As a high school teacher with copious amounts of time on my hand, I availed myself of a surprisingly ample high school library. There, I found the works of Adrienne Rich in an anthology put together by venerable critic Helen Vendler. Before Rich, I never connected to poetry. I read enough of it as an English Major, but I always felt dissuaded by its gnomic code. With the help of Vendler I began to crack the the hieroglyphics of poetry and entered into the brilliant world of Rich’s language. Even before I understood her works, I spoke them out loud, to myself, and I felt a new power in her phrases (“A thinking woman sleeps with monsters.” “Time’s precious chronic invalid.”) like a secret language from some utterly foreign world. To say that I did not understand women at all before reading her poetry would only exaggerate the truth slightly. Her poems about daughter in laws, about divorce, about wives wasting away opened up truths in me I intellectually knew but experientially could not connect with.

Rich, along with other women poets of her time, wrote without precedence, mapping out uncharted terrain of poetry heretofore closed to women. This immense freedom would cripple the best of us, while the lack of a net, and the certainty of censure would prohibit those of the strongest will. Yet, Rich persevered. Even when one her greatest poems, “Snapshots of a Daughter in Law,” written by Rich, “In fragments during children’s naps, brief hours in a library, or at 3AM after rising with a wakeful child,” perhaps her first explicitly feminist poem received largely criticism from the world, she pushed on. In a time when women’s freedom in America remains largely unfettered, though the recent congressional hearings should provide us all with deep concern and a reason for a considerable pause, we can easily forget the pioneers who fought so we might live in comfort.

Yet, for me, on top of her courage, and acute sense of social justice, Rich’s deep sense of humanity, her ability to evoke empathy remains her greatest gift to me. I started my adventure through her poetry with her dense, allusive, intellectually rigorous, scathing, and searing Snapshots of a Daughter-in-Law, but I gravitated time and time again to the simpler, less dense, more straightforward human interaction of her poem, Mother-In-Law. This poem recounts a lifelong of frustrated conversations between a mother-in-law and a daughter-in-law, the latter a stand in for Rich herself, in which the two try to cross the gap of stereotypes of this tenuous, undefined relationship. Rich, elegantly, glides back and forth in time mapping out the daughter-in-law’s development from a trapped married wife, “envy[ing] the people in a mental hospital for their freedom,” unable to break through the bounds of patriarchal roles, to a widowed lesbian, with an empty home, yet a woman freed from the chains of society, free to reveal herself to her mother-in-law, finally. (One of Rich’s poetic gifts to the world was her uncanny ability to explore feminine relationships previously only described as the butt of jokes or through a collection of misogynistic cliches.)

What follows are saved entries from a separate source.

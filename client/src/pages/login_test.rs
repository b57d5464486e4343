use super::*;

#[test]
fn login_form_requires_email_and_password() {
    assert_eq!(login_form_error("  ", "pw"), Some("Email is required."));
    assert_eq!(login_form_error("a@b.c", ""), Some("Password is required."));
    assert_eq!(login_form_error("a@b.c", "pw"), None);
}

#[test]
fn remember_me_selects_local_persistence() {
    assert_eq!(persistence_for(true), Persistence::Local);
    assert_eq!(persistence_for(false), Persistence::Session);
}
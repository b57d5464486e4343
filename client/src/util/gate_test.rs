use super::*;
use crate::net::fake_identity::identity;
use crate::net::types::{Blog, LikeEntry, Project};

fn session(uid: Option<&str>, resolving: bool) -> Session {
    Session { identity: uid.map(|uid| identity(uid, &format!("{uid}@x.com"))), resolving }
}

fn like(uid: &str) -> LikeEntry {
    LikeEntry { uid: uid.to_owned(), email: format!("{uid}@x.com") }
}

fn blog(owner_uid: &str, liked_by: Vec<LikeEntry>) -> Blog {
    Blog {
        id: "b1".to_owned(),
        title: "Post".to_owned(),
        content: "Body".to_owned(),
        image: None,
        owner_uid: owner_uid.to_owned(),
        owner_email: format!("{owner_uid}@x.com"),
        likes: i64::try_from(liked_by.len()).unwrap(),
        liked_by,
        comments: Vec::new(),
    }
}

fn project(owner_uid: &str, liked_by: Vec<LikeEntry>) -> Project {
    Project {
        id: "p1".to_owned(),
        title: "Folio".to_owned(),
        description: "Site".to_owned(),
        tech_stack: vec!["Rust".to_owned()],
        live_link: None,
        github_link: None,
        image: None,
        owner_uid: owner_uid.to_owned(),
        owner_email: format!("{owner_uid}@x.com"),
        views: 0,
        likes: 0,
        liked_by,
        comments: Vec::new(),
    }
}

// =============================================================
// Protected routes
// =============================================================

#[test]
fn resolving_sessions_never_enter_or_redirect() {
    for uid in [None, Some("u1")] {
        let s = session(uid, true);
        assert!(!can_enter_protected_route(&s));
        assert_eq!(route_decision(&s), RouteDecision::Wait);
    }
}

#[test]
fn resolved_anonymous_redirects_to_login() {
    let s = session(None, false);
    assert!(!can_enter_protected_route(&s));
    assert_eq!(route_decision(&s), RouteDecision::RedirectToLogin);
}

#[test]
fn resolved_authenticated_enters() {
    let s = session(Some("u1"), false);
    assert!(can_enter_protected_route(&s));
    assert_eq!(route_decision(&s), RouteDecision::Enter);
}

#[test]
fn scenario_anonymous_refresh_waits_then_redirects() {
    let mut s = Session::default();
    assert_eq!(route_decision(&s), RouteDecision::Wait);
    s.apply_provider_state(None);
    assert_eq!(route_decision(&s), RouteDecision::RedirectToLogin);
}

#[test]
fn scenario_signed_in_refresh_waits_then_enters() {
    let mut s = Session::default();
    assert_eq!(route_decision(&s), RouteDecision::Wait);
    s.apply_provider_state(Some(identity("u1", "a@x.com")));
    assert_eq!(route_decision(&s), RouteDecision::Enter);
}

// =============================================================
// Ownership and likes
// =============================================================

#[test]
fn anonymous_viewer_never_owns_even_ownerless_resources() {
    for resolving in [true, false] {
        let s = session(None, resolving);
        assert!(!is_owner(&s, &blog("", Vec::new())));
        assert!(!is_owner(&s, &blog("u1", Vec::new())));
        assert!(!has_liked(&s, &blog("u1", vec![like("u1")])));
    }
}

#[test]
fn owner_viewer_sees_owner_controls_but_has_not_liked() {
    let s = session(Some("u1"), false);
    let resource = blog("u1", vec![like("u2")]);
    assert!(is_owner(&s, &resource));
    assert!(!has_liked(&s, &resource));
}

#[test]
fn liking_viewer_is_not_owner() {
    let s = session(Some("u2"), false);
    let resource = blog("u1", vec![like("u2")]);
    assert!(!is_owner(&s, &resource));
    assert!(has_liked(&s, &resource));
}

#[test]
fn has_liked_ignores_liker_order() {
    let s = session(Some("u2"), false);
    let orders = [
        vec![like("u1"), like("u2"), like("u3")],
        vec![like("u3"), like("u1"), like("u2")],
        vec![like("u2"), like("u3"), like("u1")],
    ];
    for likers in orders {
        assert!(has_liked(&s, &project("u9", likers)));
    }
}

#[test]
fn like_action_toggles_for_both_resource_kinds() {
    let s = session(Some("u2"), false);
    assert_eq!(like_action(&s, &blog("u1", Vec::new())), Ok(LikeAction::Like));
    assert_eq!(like_action(&s, &blog("u1", vec![like("u2")])), Ok(LikeAction::Unlike));
    assert_eq!(like_action(&s, &project("u1", Vec::new())), Ok(LikeAction::Like));
    assert_eq!(like_action(&s, &project("u1", vec![like("u2")])), Ok(LikeAction::Unlike));
}

#[test]
fn like_action_requires_identity() {
    let s = session(None, false);
    assert_eq!(like_action(&s, &blog("u1", Vec::new())), Err(ActionError::AuthRequired));
}

#[test]
fn logout_mid_request_reevaluates_against_anonymous_session() {
    let mut s = session(Some("u1"), false);
    let before = blog("u1", Vec::new());
    assert!(is_owner(&s, &before));

    s.apply_provider_state(None);
    let response = blog("u1", vec![like("u1")]);

    assert!(!is_owner(&s, &response));
    assert!(!has_liked(&s, &response));
}

#[test]
fn comment_author_check_matches_uid() {
    let comment = Comment { uid: "u2".to_owned(), email: "u2@x.com".to_owned(), text: "hi".to_owned() };
    assert!(is_comment_author(&session(Some("u2"), false), &comment));
    assert!(!is_comment_author(&session(Some("u1"), false), &comment));
    assert!(!is_comment_author(&session(None, false), &comment));
}

#[test]
fn liked_by_summary_truncates_after_limit() {
    let resource = blog("u9", vec![like("ann"), like("bob"), like("cy"), like("dee")]);
    assert_eq!(liked_by_summary(&resource, 3), Some("Liked by ann, bob, cy & others".to_owned()));
    assert_eq!(liked_by_summary(&resource, 4), Some("Liked by ann, bob, cy, dee".to_owned()));
    assert_eq!(liked_by_summary(&blog("u9", Vec::new()), 3), None);
}

#[test]
fn like_action_labels_and_segments() {
    assert_eq!(LikeAction::Like.path_segment(), "like");
    assert_eq!(LikeAction::Unlike.path_segment(), "unlike");
    assert_eq!(LikeAction::Unlike.label(), "Unlike");
}
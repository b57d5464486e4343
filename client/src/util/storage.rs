//! Browser storage helpers for persisted sign-in credentials.
//!
//! SYSTEM CONTEXT
//! ==============
//! These helpers centralize hydrate-only read/write behavior for
//! `localStorage` and `sessionStorage` so the identity provider does not
//! repeat web-sys glue. Outside the browser every call is a no-op.

use serde::Serialize;
use serde::de::DeserializeOwned;

use crate::net::identity::Persistence;

#[cfg(feature = "hydrate")]
fn storage(scope: Persistence) -> Option<web_sys::Storage> {
    let window = web_sys::window()?;
    match scope {
        Persistence::Local => window.local_storage().ok().flatten(),
        Persistence::Session => window.session_storage().ok().flatten(),
    }
}

/// Load a JSON value stored under `key` in `scope`.
pub fn load_json<T: DeserializeOwned>(scope: Persistence, key: &str) -> Option<T> {
    #[cfg(feature = "hydrate")]
    {
        let raw = storage(scope)?.get_item(key).ok().flatten()?;
        serde_json::from_str(&raw).ok()
    }
    #[cfg(not(feature = "hydrate"))]
    {
        let _ = (scope, key);
        None
    }
}

/// Save a JSON value under `key` in `scope`.
pub fn save_json<T: Serialize>(scope: Persistence, key: &str, value: &T) {
    #[cfg(feature = "hydrate")]
    {
        let Some(storage) = storage(scope) else {
            return;
        };
        let Ok(raw) = serde_json::to_string(value) else {
            return;
        };
        let _ = storage.set_item(key, &raw);
    }
    #[cfg(not(feature = "hydrate"))]
    {
        let _ = (scope, key, value);
    }
}

/// Remove `key` from `scope`.
pub fn remove(scope: Persistence, key: &str) {
    #[cfg(feature = "hydrate")]
    {
        if let Some(storage) = storage(scope) {
            let _ = storage.remove_item(key);
        }
    }
    #[cfg(not(feature = "hydrate"))]
    {
        let _ = (scope, key);
    }
}
//! Reusable UI component modules.
//!
//! SYSTEM CONTEXT
//! ==============
//! Components render site chrome and resource widgets while reading shared
//! state from Leptos context providers. Requests are issued by pages.

pub mod comment_section;
pub mod footer;
pub mod like_button;
pub mod navbar;
pub mod owner_actions;
pub mod protected_route;
pub mod resource_card;
pub mod toaster;
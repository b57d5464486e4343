//! Sign-up page: email/password account creation with confirmation.

#[cfg(test)]
#[path = "signup_test.rs"]
mod signup_test;

use leptos::prelude::*;
use leptos_router::components::A;
use leptos_router::hooks::use_navigate;

use crate::app::AppIdentity;
use crate::components::toaster::{report_error, report_success};
use crate::error::ActionError;
use crate::net::identity::IdentityProvider;
use crate::state::session::Session;
use crate::state::toast::ToastState;
use crate::util::auth::install_signed_in_redirect;
use crate::util::task::spawn_browser_task;

/// First problem with the sign-up form, if any.
pub(crate) fn signup_form_error(email: &str, password: &str, confirm: &str) -> Option<&'static str> {
    if email.trim().is_empty() {
        return Some("Email is required.");
    }
    if password.is_empty() {
        return Some("Password is required.");
    }
    if password != confirm {
        return Some("Passwords do not match");
    }
    None
}

#[component]
pub fn SignupPage() -> impl IntoView {
    let session = expect_context::<RwSignal<Session>>();
    let toasts = expect_context::<RwSignal<ToastState>>();
    let identity = expect_context::<AppIdentity>();
    install_signed_in_redirect(session, use_navigate());

    let email = RwSignal::new(String::new());
    let password = RwSignal::new(String::new());
    let confirm = RwSignal::new(String::new());
    let busy = RwSignal::new(false);
    let error = RwSignal::new(String::new());

    let on_submit = move |ev: leptos::ev::SubmitEvent| {
        ev.prevent_default();
        if busy.get() {
            return;
        }
        let email_value = email.get().trim().to_owned();
        let password_value = password.get();
        if let Some(problem) = signup_form_error(&email_value, &password_value, &confirm.get()) {
            error.set(problem.to_owned());
            return;
        }
        error.set(String::new());
        busy.set(true);
        let identity = identity.clone();
        spawn_browser_task(async move {
            match identity.create_account(&email_value, &password_value).await {
                Ok(_) => report_success(toasts, "Account created successfully!"),
                Err(err) => {
                    let err = ActionError::from(err);
                    error.set(err.user_message("Sign up failed"));
                    report_error(toasts, &err, "Sign up failed");
                }
            }
            busy.set(false);
        });
    };

    view! {
        <div class="auth-page">
            <form class="auth-card" on:submit=on_submit>
                <h1>"Create account"</h1>
                <label class="auth-field">
                    "Email"
                    <input
                        type="email"
                        autocomplete="email"
                        prop:value=move || email.get()
                        on:input=move |ev| email.set(event_target_value(&ev))
                    />
                </label>
                <label class="auth-field">
                    "Password"
                    <input
                        type="password"
                        autocomplete="new-password"
                        prop:value=move || password.get()
                        on:input=move |ev| password.set(event_target_value(&ev))
                    />
                </label>
                <label class="auth-field">
                    "Confirm password"
                    <input
                        type="password"
                        autocomplete="new-password"
                        prop:value=move || confirm.get()
                        on:input=move |ev| confirm.set(event_target_value(&ev))
                    />
                </label>
                <Show when=move || !error.get().is_empty()>
                    <p class="auth-message auth-message--error">{move || error.get()}</p>
                </Show>
                <button class="auth-button" type="submit" disabled=move || busy.get()>
                    {move || if busy.get() { "Creating account..." } else { "Sign up" }}
                </button>
                <p class="auth-switch">
                    "Already registered? "
                    <A href="/login">"Login"</A>
                </p>
            </form>
        </div>
    }
}
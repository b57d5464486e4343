//! Route wrapper that admits only signed-in users.
//!
//! SYSTEM CONTEXT
//! ==============
//! While the session is resolving the wrapper shows a neutral waiting state
//! and never redirects, so a reload of a protected page does not bounce a
//! signed-in user to `/login`.

use leptos::prelude::*;
use leptos_router::hooks::use_navigate;

use crate::state::session::Session;
use crate::util::auth::install_login_redirect;
use crate::util::gate::{RouteDecision, route_decision};

#[component]
pub fn ProtectedRoute(children: ChildrenFn) -> impl IntoView {
    let session = expect_context::<RwSignal<Session>>();
    install_login_redirect(session, use_navigate());

    // Re-render only when the decision changes, not on every session write.
    let decision = Memo::new(move |_| route_decision(&session.get()));

    move || match decision.get() {
        RouteDecision::Wait => view! { <p class="session-check">"Checking session..."</p> }.into_any(),
        RouteDecision::Enter => children(),
        RouteDecision::RedirectToLogin => ().into_any(),
    }
}
//! Like toggle with count and liker preview.
//!
//! The control renders for everyone. Pressing it while signed out produces a
//! "Login required" toast from the action layer instead of a request.

use leptos::prelude::*;

use crate::util::gate::LikeAction;

/// Likers named in the "Liked by ..." preview.
pub const LIKER_PREVIEW_LIMIT: usize = 3;

#[component]
pub fn LikeButton(
    /// The action pressing the button performs for the current viewer.
    action: LikeAction,
    likes: i64,
    summary: Option<String>,
    on_toggle: Callback<()>,
) -> impl IntoView {
    let liked = action == LikeAction::Unlike;

    view! {
        <div class="like">
            <button
                class="like__button"
                class:like__button--liked=liked
                aria-pressed=if liked { "true" } else { "false" }
                on:click=move |ev: leptos::ev::MouseEvent| {
                    ev.stop_propagation();
                    on_toggle.run(());
                }
            >
                {if liked { "♥ Liked" } else { "♡ Like" }}
            </button>
            <span class="like__count">{format!("{likes} Likes")}</span>
            {summary.map(|text| view! { <p class="like__summary">{text}</p> })}
        </div>
    }
}
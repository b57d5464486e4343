use std::sync::atomic::{AtomicUsize, Ordering};

use super::*;
use crate::net::fake_identity::identity;

fn recording_listener(log: &Arc<Mutex<Vec<Option<String>>>>) -> Listener {
    let log = log.clone();
    Arc::new(move |identity: Option<UserIdentity>| {
        lock(&log).push(identity.map(|i| i.uid));
    })
}

#[test]
fn notify_reaches_listeners_in_registration_order() {
    let registry = ListenerRegistry::new();
    let order = Arc::new(Mutex::new(Vec::new()));
    let first = {
        let order = order.clone();
        registry.register(Arc::new(move |_| lock(&order).push("first")))
    };
    let second = {
        let order = order.clone();
        registry.register(Arc::new(move |_| lock(&order).push("second")))
    };

    registry.notify(None);

    assert_eq!(*lock(&order), vec!["first", "second"]);
    drop((first, second));
}

#[test]
fn cancelled_subscription_receives_nothing() {
    let registry = ListenerRegistry::new();
    let log = Arc::new(Mutex::new(Vec::new()));
    let subscription = registry.register(recording_listener(&log));

    registry.notify(Some(&identity("u1", "a@x.com")));
    subscription.cancel();
    registry.notify(None);

    assert_eq!(*lock(&log), vec![Some("u1".to_owned())]);
    assert!(!subscription.is_active());
    assert!(registry.is_empty());
}

#[test]
fn cancel_is_idempotent() {
    let registry = ListenerRegistry::new();
    let log = Arc::new(Mutex::new(Vec::new()));
    let subscription = registry.register(recording_listener(&log));
    subscription.cancel();
    subscription.cancel();
    assert!(registry.is_empty());
}

#[test]
fn dropping_subscription_cancels_it() {
    let registry = ListenerRegistry::new();
    let log = Arc::new(Mutex::new(Vec::new()));
    {
        let _subscription = registry.register(recording_listener(&log));
        assert_eq!(registry.len(), 1);
    }
    registry.notify(None);
    assert!(lock(&log).is_empty());
}

#[test]
fn listener_cancelled_mid_pass_is_skipped() {
    let registry = ListenerRegistry::new();
    let calls = Arc::new(AtomicUsize::new(0));
    let victim_slot: Arc<Mutex<Option<Subscription>>> = Arc::new(Mutex::new(None));

    let _canceller = {
        let victim_slot = victim_slot.clone();
        registry.register(Arc::new(move |_| {
            if let Some(victim) = lock(&victim_slot).take() {
                victim.cancel();
            }
        }))
    };
    let victim = {
        let calls = calls.clone();
        registry.register(Arc::new(move |_| {
            calls.fetch_add(1, Ordering::SeqCst);
        }))
    };
    *lock(&victim_slot) = Some(victim);

    registry.notify(None);

    assert_eq!(calls.load(Ordering::SeqCst), 0);
}

#[test]
fn notify_one_targets_a_single_listener() {
    let registry = ListenerRegistry::new();
    let first_log = Arc::new(Mutex::new(Vec::new()));
    let second_log = Arc::new(Mutex::new(Vec::new()));
    let _first = registry.register(recording_listener(&first_log));
    let second = registry.register(recording_listener(&second_log));

    registry.notify_one(&second, Some(&identity("u2", "b@x.com")));

    assert!(lock(&first_log).is_empty());
    assert_eq!(*lock(&second_log), vec![Some("u2".to_owned())]);
}

#[test]
fn subscription_outliving_registry_is_inert() {
    let registry = ListenerRegistry::new();
    let log = Arc::new(Mutex::new(Vec::new()));
    let subscription = registry.register(recording_listener(&log));
    drop(registry);
    assert!(!subscription.is_active());
    subscription.cancel();
}

#[test]
fn identity_error_messages_are_user_readable() {
    assert_eq!(IdentityError::InvalidCredentials.to_string(), "invalid email or password");
    assert_eq!(IdentityError::Network("offline".to_owned()).to_string(), "network error: offline");
    assert_eq!(IdentityError::Provider("quota exceeded".to_owned()).to_string(), "quota exceeded");
}
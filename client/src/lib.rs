//! # client
//!
//! Leptos + WASM front-end for the personal portfolio site: blog posts,
//! projects, and the signed-in owner's editing affordances.
//!
//! The crate talks to two external collaborators. The identity provider
//! (`net::identity`, `net::firebase`) issues identities and bearer tokens; the
//! REST backend (`net::api`) owns every resource. Session gating and
//! ownership display live in `state::session` and `util::gate`.

pub mod app;
pub mod components;
pub mod config;
pub mod error;
pub mod net;
pub mod pages;
pub mod state;
pub mod util;

/// Browser entry point: installs logging and hydrates the server-rendered body.
#[cfg(feature = "hydrate")]
#[wasm_bindgen::prelude::wasm_bindgen]
pub fn hydrate() {
    use crate::app::App;
    console_error_panic_hook::set_once();
    let _ = console_log::init_with_level(log::Level::Info);
    leptos::mount::hydrate_body(App);
}
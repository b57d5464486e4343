//! Toast stack rendered at the page corner.

use leptos::prelude::*;

use crate::error::ActionError;
use crate::state::toast::{Toast, ToastKind, ToastState};

#[cfg(feature = "hydrate")]
const TOAST_LIFETIME_MS: u64 = 3500;

/// Queue an error toast for a failed action.
pub fn report_error(toasts: RwSignal<ToastState>, err: &ActionError, fallback: &str) {
    leptos::logging::warn!("{fallback}: {err}");
    let text = err.user_message(fallback);
    let _ = toasts.try_update(|t| t.push_error(text));
}

pub fn report_success(toasts: RwSignal<ToastState>, text: impl Into<String>) {
    let text = text.into();
    let _ = toasts.try_update(|t| t.push_success(text));
}

#[component]
pub fn Toaster() -> impl IntoView {
    let toasts = expect_context::<RwSignal<ToastState>>();

    view! {
        <div class="toaster" aria-live="polite">
            <For
                each=move || toasts.get().items
                key=|toast| toast.id
                children=move |toast: Toast| view! { <ToastItem toast=toast/> }
            />
        </div>
    }
}

#[component]
fn ToastItem(toast: Toast) -> impl IntoView {
    let toasts = expect_context::<RwSignal<ToastState>>();
    let id = toast.id;

    #[cfg(feature = "hydrate")]
    leptos::task::spawn_local(async move {
        gloo_timers::future::sleep(std::time::Duration::from_millis(TOAST_LIFETIME_MS)).await;
        let _ = toasts.try_update(|t| t.dismiss(id));
    });

    view! {
        <div
            class="toast"
            class:toast--error={toast.kind == ToastKind::Error}
            class:toast--success={toast.kind == ToastKind::Success}
            role="status"
            on:click=move |_| toasts.update(|t| t.dismiss(id))
        >
            {toast.text}
        </div>
    }
}
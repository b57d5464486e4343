//! List cards for blog posts and projects.
//!
//! DESIGN
//! ======
//! Cards are presentational: they read the session for owner and liker
//! decisions and report clicks through callbacks. The owning page performs
//! the request and replaces the resource in its list.

#[cfg(test)]
#[path = "resource_card_test.rs"]
mod resource_card_test;

use leptos::prelude::*;
use leptos_router::components::A;

use crate::components::like_button::{LIKER_PREVIEW_LIMIT, LikeButton};
use crate::components::owner_actions::OwnerActions;
use crate::net::types::{Blog, Project, email_local_part};
use crate::state::session::Session;
use crate::util::gate::{LikeAction, has_liked, is_owner, liked_by_summary};

/// First `max_chars` characters of `text`, with an ellipsis when cut.
pub fn excerpt(text: &str, max_chars: usize) -> String {
    let mut chars = text.chars();
    let head: String = chars.by_ref().take(max_chars).collect();
    if chars.next().is_some() {
        format!("{}...", head.trim_end())
    } else {
        head
    }
}

fn like_action_for(liked: bool) -> LikeAction {
    if liked { LikeAction::Unlike } else { LikeAction::Like }
}

#[component]
pub fn BlogCard(blog: Blog, on_like: Callback<Blog>, on_delete: Callback<String>) -> impl IntoView {
    let session = expect_context::<RwSignal<Session>>();
    let viewer = session.get_untracked();
    let owned = is_owner(&viewer, &blog);
    let action = like_action_for(has_liked(&viewer, &blog));
    let summary = liked_by_summary(&blog, LIKER_PREVIEW_LIMIT);
    let href = format!("/blogs/{}", blog.id);
    let edit_href = format!("/edit-blog/{}", blog.id);
    let id = blog.id.clone();
    let likes = blog.likes;
    let author = email_local_part(&blog.owner_email).to_owned();
    let preview = excerpt(&blog.content, 160);
    let title = blog.title.clone();
    let image = blog.image.clone();

    view! {
        <article class="card">
            {image.map(|src| view! { <img class="card__image" src=src alt=""/> })}
            <A href=href attr:class="card__title">{title}</A>
            <p class="card__meta">{format!("by {author}")}</p>
            <p class="card__body">{preview}</p>
            <LikeButton
                action=action
                likes=likes
                summary=summary
                on_toggle=Callback::new(move |()| on_like.run(blog.clone()))
            />
            <Show when=move || owned>
                <OwnerActions
                    edit_href=edit_href.clone()
                    label="Blog"
                    on_delete=Callback::new({
                        let id = id.clone();
                        move |()| on_delete.run(id.clone())
                    })
                />
            </Show>
        </article>
    }
}

#[component]
pub fn ProjectCard(project: Project, on_like: Callback<Project>, on_delete: Callback<String>) -> impl IntoView {
    let session = expect_context::<RwSignal<Session>>();
    let viewer = session.get_untracked();
    let owned = is_owner(&viewer, &project);
    let action = like_action_for(has_liked(&viewer, &project));
    let summary = liked_by_summary(&project, LIKER_PREVIEW_LIMIT);
    let href = format!("/projects/{}", project.id);
    let edit_href = format!("/edit-project/{}", project.id);
    let id = project.id.clone();
    let likes = project.likes;
    let preview = excerpt(&project.description, 140);
    let title = project.title.clone();
    let image = project.image.clone();
    let tech = project.tech_stack.clone();

    view! {
        <article class="card">
            {image.map(|src| view! { <img class="card__image" src=src alt=""/> })}
            <A href=href attr:class="card__title">{title}</A>
            <p class="card__body">{preview}</p>
            <ul class="card__tags">
                {tech.into_iter().map(|t| view! { <li class="tag">{t}</li> }).collect_view()}
            </ul>
            <LikeButton
                action=action
                likes=likes
                summary=summary
                on_toggle=Callback::new(move |()| on_like.run(project.clone()))
            />
            <Show when=move || owned>
                <OwnerActions
                    edit_href=edit_href.clone()
                    label="Project"
                    on_delete=Callback::new({
                        let id = id.clone();
                        move |()| on_delete.run(id.clone())
                    })
                />
            </Show>
        </article>
    }
}
//! Blog detail page: full post, like toggle, owner controls, and comments.

use leptos::prelude::*;
use leptos_router::NavigateOptions;
use leptos_router::components::A;
use leptos_router::hooks::{use_navigate, use_params_map};

use crate::components::comment_section::CommentSection;
use crate::components::like_button::{LIKER_PREVIEW_LIMIT, LikeButton};
use crate::components::owner_actions::OwnerActions;
use crate::net::types::{Blog, ResourceKind, email_local_part};
use crate::pages::actions::{LoadStatus, ResourceActions};
use crate::util::gate::{LikeAction, has_liked, is_owner, liked_by_summary};

#[component]
pub fn BlogDetailPage() -> impl IntoView {
    let actions = ResourceActions::for_view();
    let session = actions.session;
    let params = use_params_map();
    let navigate = use_navigate();
    let blog = RwSignal::new(None::<Blog>);
    let status = RwSignal::new(LoadStatus::Loading);

    // Route changes between posts do not remount this page.
    {
        let actions = actions.clone();
        Effect::new(move || {
            let id = params.read().get("id").unwrap_or_default();
            actions.load_into(id, blog, status);
        });
    }

    let apply = move |updated: Blog| blog.set(Some(updated));

    let on_like = Callback::new({
        let actions = actions.clone();
        move |()| {
            if let Some(current) = blog.get_untracked() {
                actions.toggle_like(&current, apply);
            }
        }
    });
    let on_post = Callback::new({
        let actions = actions.clone();
        move |text: String| {
            if let Some(current) = blog.get_untracked() {
                actions.comment::<Blog, _>(&current.id, &text, apply);
            }
        }
    });
    let on_delete_comment = Callback::new({
        let actions = actions.clone();
        move |index: usize| {
            if let Some(current) = blog.get_untracked() {
                actions.delete_comment::<Blog, _>(&current.id, index, apply);
            }
        }
    });
    let on_delete = Callback::new({
        let actions = actions.clone();
        move |()| {
            let Some(current) = blog.get_untracked() else {
                return;
            };
            let navigate = navigate.clone();
            actions.delete(ResourceKind::Blog, &current.id, move || navigate("/blogs", NavigateOptions::default()));
        }
    });

    let comments = Signal::derive(move || blog.get().map(|b| b.comments).unwrap_or_default());

    view! {
        <article class="detail">
            <A href="/blogs" attr:class="detail__back">"← Back to Blogs"</A>
            {move || match status.get() {
                LoadStatus::Loading => view! { <p class="detail__status">"Loading..."</p> }.into_any(),
                LoadStatus::Failed(msg) => view! { <p class="detail__error">{msg}</p> }.into_any(),
                LoadStatus::Ready => ().into_any(),
            }}
            {move || {
                let viewer = session.get();
                blog.get().map(|b| {
                    let action = if has_liked(&viewer, &b) { LikeAction::Unlike } else { LikeAction::Like };
                    let owned = is_owner(&viewer, &b);
                    let summary = liked_by_summary(&b, LIKER_PREVIEW_LIMIT);
                    let edit_href = format!("/edit-blog/{}", b.id);
                    view! {
                        {b.image.clone().map(|src| view! { <img class="detail__image" src=src alt={b.title.clone()}/> })}
                        <h1 class="detail__title">{b.title.clone()}</h1>
                        <p class="detail__meta">{format!("by {}", email_local_part(&b.owner_email))}</p>
                        <div class="detail__body">{b.content.clone()}</div>
                        <LikeButton action=action likes=b.likes summary=summary on_toggle=on_like/>
                        <Show when=move || owned>
                            <OwnerActions edit_href=edit_href.clone() label="Blog" on_delete=on_delete/>
                        </Show>
                    }
                })
            }}
            <Show when=move || blog.get().is_some()>
                <CommentSection comments=comments on_post=on_post on_delete=on_delete_comment/>
            </Show>
        </article>
    }
}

I cannot fully explain the pull of this poem. Perhaps its Rich’s ability to compact so much unspoken emotion: rage, despair, redemption, missed intimacy, precarious connection into such a beguilingly simple poem. More likely, never before did I feel from art, with such violent immediacy the pains of womanhood, which sounds naive, but for some reason the brute force of the declarations of “I think I’m breaking into two,” or the blunt violence of, “Your son is dead/ ten years/ I am a lesbian/ The children are themselves,” broke down my defenses, my biases. This was the first moment of pure empathy engendered by poetry and from that moment I realized its power.